The U.S. Treasury has finalized a $20 billion currency swap arrangement with Argentina and intervened in the foreign exchange market by purchasing pesos, moves that fulfill President Donald Trump’s commitment to stabilize the embattled South American nation. The steps immediately fueled a surge across Argentine assets, with the peso recovering and sovereign bond prices climbing.
U.S. Treasury Secretary Scott Bessent announced the actions in a statement on X, emphasizing Washington’s willingness to implement any extraordinary steps necessary to ensure market stability. His remarks followed four days of meetings with Argentine Finance Minister Luis Caputo, alongside officials from the International Monetary Fund, which currently holds a $20 billion lending agreement with Argentina.

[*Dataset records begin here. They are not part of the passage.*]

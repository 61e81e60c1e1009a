//! Simulation clock for the frame loop.

use std::fmt;
use std::time::{Duration, Instant};

/// Lower bound of the user-adjustable speed multiplier.
pub const MIN_SPEED_MULTIPLIER: f32 = 0.1;
/// Upper bound of the user-adjustable speed multiplier.
pub const MAX_SPEED_MULTIPLIER: f32 = 2.0;
/// Year length shown by the on-screen day counter.
pub const DISPLAY_YEAR_LENGTH: u32 = 365;

/// Tracks elapsed wall time, the per-frame delta and the global speed multiplier.
#[derive(Debug, Clone)]
pub struct SimulationClock {
    /// Instant of the previous `tick`; `None` until the first tick.
    last_tick: Option<Instant>,
    /// Duration of the last frame.
    delta: Duration,
    /// Total elapsed time since start.
    elapsed: Duration,
    /// Frame count since start.
    frame_count: u64,
    /// Scales every angular advance downstream.
    speed_multiplier: f32,
}

impl Default for SimulationClock {
    fn default() -> Self {
        Self::new(1.0)
    }
}

impl SimulationClock {
    /// Create a clock with the given speed multiplier (clamped to the valid range).
    pub fn new(speed_multiplier: f32) -> Self {
        let mut clock = Self {
            last_tick: None,
            delta: Duration::ZERO,
            elapsed: Duration::ZERO,
            frame_count: 0,
            speed_multiplier: 1.0,
        };
        clock.set_speed_multiplier(speed_multiplier);
        clock
    }

    /// Sample the wall clock and advance by the time since the previous tick.
    /// The first tick returns 0.
    pub fn tick(&mut self) -> f32 {
        let now = Instant::now();
        let delta = self
            .last_tick
            .map(|last| now.saturating_duration_since(last))
            .unwrap_or(Duration::ZERO);
        self.last_tick = Some(now);
        self.advance(delta)
    }

    /// Advance by an explicit delta. Returns the delta in seconds.
    pub fn advance(&mut self, delta: Duration) -> f32 {
        self.delta = delta;
        self.elapsed += delta;
        self.frame_count += 1;
        delta.as_secs_f32()
    }

    /// Get the delta time in seconds.
    pub fn delta_seconds(&self) -> f32 {
        self.delta.as_secs_f32()
    }

    /// Get total elapsed time in seconds.
    pub fn elapsed_seconds(&self) -> f32 {
        self.elapsed.as_secs_f32()
    }

    /// Get total elapsed time as Duration.
    pub fn elapsed(&self) -> Duration {
        self.elapsed
    }

    /// Get the current frame count.
    pub fn frame_count(&self) -> u64 {
        self.frame_count
    }

    pub fn speed_multiplier(&self) -> f32 {
        self.speed_multiplier
    }

    /// Set the speed multiplier, clamped to `[0.1, 2.0]`. Non-finite values are ignored.
    pub fn set_speed_multiplier(&mut self, value: f32) {
        if !value.is_finite() {
            log::warn!("Ignoring non-finite speed multiplier {}", value);
            return;
        }
        let clamped = value.clamp(MIN_SPEED_MULTIPLIER, MAX_SPEED_MULTIPLIER);
        if clamped != value {
            log::warn!("Speed multiplier {} clamped to {}", value, clamped);
        }
        self.speed_multiplier = clamped;
    }

    /// Day counter for display: `floor(elapsed * speed) mod year_length`.
    pub fn day_counter(&self, year_length: u32) -> DayCounter {
        let year_length = year_length.max(1);
        let days = (self.elapsed.as_secs_f64() * self.speed_multiplier as f64).floor() as u64;
        DayCounter {
            day_index: (days % year_length as u64) as u32,
            year_length,
        }
    }
}

/// Zero-based day within the displayed year.
#[derive(Debug, Clone, Copy, PartialEq, Eq)]
pub struct DayCounter {
    pub day_index: u32,
    pub year_length: u32,
}

impl DayCounter {
    /// One-based day, as shown on screen.
    pub fn display_day(&self) -> u32 {
        self.day_index + 1
    }
}

impl fmt::Display for DayCounter {
    fn fmt(&self, f: &mut fmt::Formatter<'_>) -> fmt::Result {
        write!(f, "Day: {} of {}", self.display_day(), self.year_length)
    }
}

#[cfg(test)]
mod tests {
    use super::*;

    #[test]
    fn first_tick_is_zero() {
        let mut clock = SimulationClock::default();
        assert_eq!(clock.tick(), 0.0);
        assert_eq!(clock.frame_count(), 1);
    }

    #[test]
    fn second_tick_measures_wall_time() {
        let mut clock = SimulationClock::default();
        clock.tick();
        std::thread::sleep(Duration::from_millis(20));
        let dt = clock.tick();
        assert!(dt >= 0.02, "dt = {}", dt);
        assert_eq!(clock.elapsed_seconds(), dt);
        assert_eq!(clock.frame_count(), 2);
    }

    #[test]
    fn elapsed_never_decreases_over_ticks() {
        let mut clock = SimulationClock::default();
        let mut previous = clock.elapsed();
        for _ in 0..5 {
            let dt = clock.tick();
            assert!(dt >= 0.0);
            assert!(clock.elapsed() >= previous);
            previous = clock.elapsed();
        }
    }

    #[test]
    fn elapsed_accumulates() {
        let mut clock = SimulationClock::default();
        clock.advance(Duration::from_millis(250));
        clock.advance(Duration::ZERO);
        clock.advance(Duration::from_millis(500));
        assert!((clock.elapsed_seconds() - 0.75).abs() < 1e-6);
        assert!((clock.delta_seconds() - 0.5).abs() < 1e-6);
    }

    #[test]
    fn speed_multiplier_is_clamped() {
        let mut clock = SimulationClock::new(5.0);
        assert_eq!(clock.speed_multiplier(), MAX_SPEED_MULTIPLIER);
        clock.set_speed_multiplier(0.0);
        assert_eq!(clock.speed_multiplier(), MIN_SPEED_MULTIPLIER);
        clock.set_speed_multiplier(f32::NAN);
        assert_eq!(clock.speed_multiplier(), MIN_SPEED_MULTIPLIER);
        clock.set_speed_multiplier(0.5);
        assert_eq!(clock.speed_multiplier(), 0.5);
    }

    #[test]
    fn day_counter_wraps_at_year_length() {
        let mut clock = SimulationClock::new(1.0);
        clock.advance(Duration::from_secs(366));
        let day = clock.day_counter(DISPLAY_YEAR_LENGTH);
        assert_eq!(day.day_index, 1);
        assert_eq!(day.to_string(), "Day: 2 of 365");
    }

    #[test]
    fn day_counter_scales_with_speed() {
        let mut clock = SimulationClock::new(0.5);
        clock.advance(Duration::from_secs(10));
        assert_eq!(clock.day_counter(DISPLAY_YEAR_LENGTH).day_index, 5);
    }
}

Financial markets responded swiftly. Argentina’s 2035 bonds jumped 4.5 cents to 60.5 cents on the dollar, while the peso ended up 0.8% against the dollar at 1,418, clawing back ground after a sharp slide earlier in the session. Argentina’s local equity market rallied 5.3% on Thursday, a rebound after hitting a 2025 low last month. Argentine stocks trading in the U.S. posted double-digit gains.
The move drew praise from Kristalina Georgieva, the IMF’s Managing Director, who posted on X that the Fund fully supports the country’s robust economic scheme, which she said rests on fiscal discipline and a sound foreign exchange regime to aid reserve accumulation.
The Treasury declined to elaborate on the size of its peso purchases or the operational specifics of the $20 billion swap. Bessent, referencing earlier commitments to back Argentina with the Treasury’s $221 billion Exchange Stabilization Fund and its special IMF reserve assets, stressed that no money was transferred to Buenos Aires and characterized the intervention as strategic, not a bailout.
He noted that the U.S. support aligns with broader goals, including recent pledges by Argentine President Javier Milei to reduce China’s economic influence in Argentina and open the country’s rare earth and uranium resources to U.S. investment.
The timing comes as Milei’s party prepares for critical legislative midterm elections on October 26—where foreign policy and economic reform are prominent issues. While Thursday’s stabilization measures sparked an immediate market rally, analysts cautioned that the impact on the election outcome remains uncertain amid public resistance to Milei’s austerity program.
U.S. lawmakers in the Democratic minority sharply criticized the administration for backing foreign support while funding lapses have brought parts of the federal government to a halt. Several Democrats moved to introduce legislation blocking the use of the Exchange Stabilization Fund for this purpose, a measure seen as largely symbolic.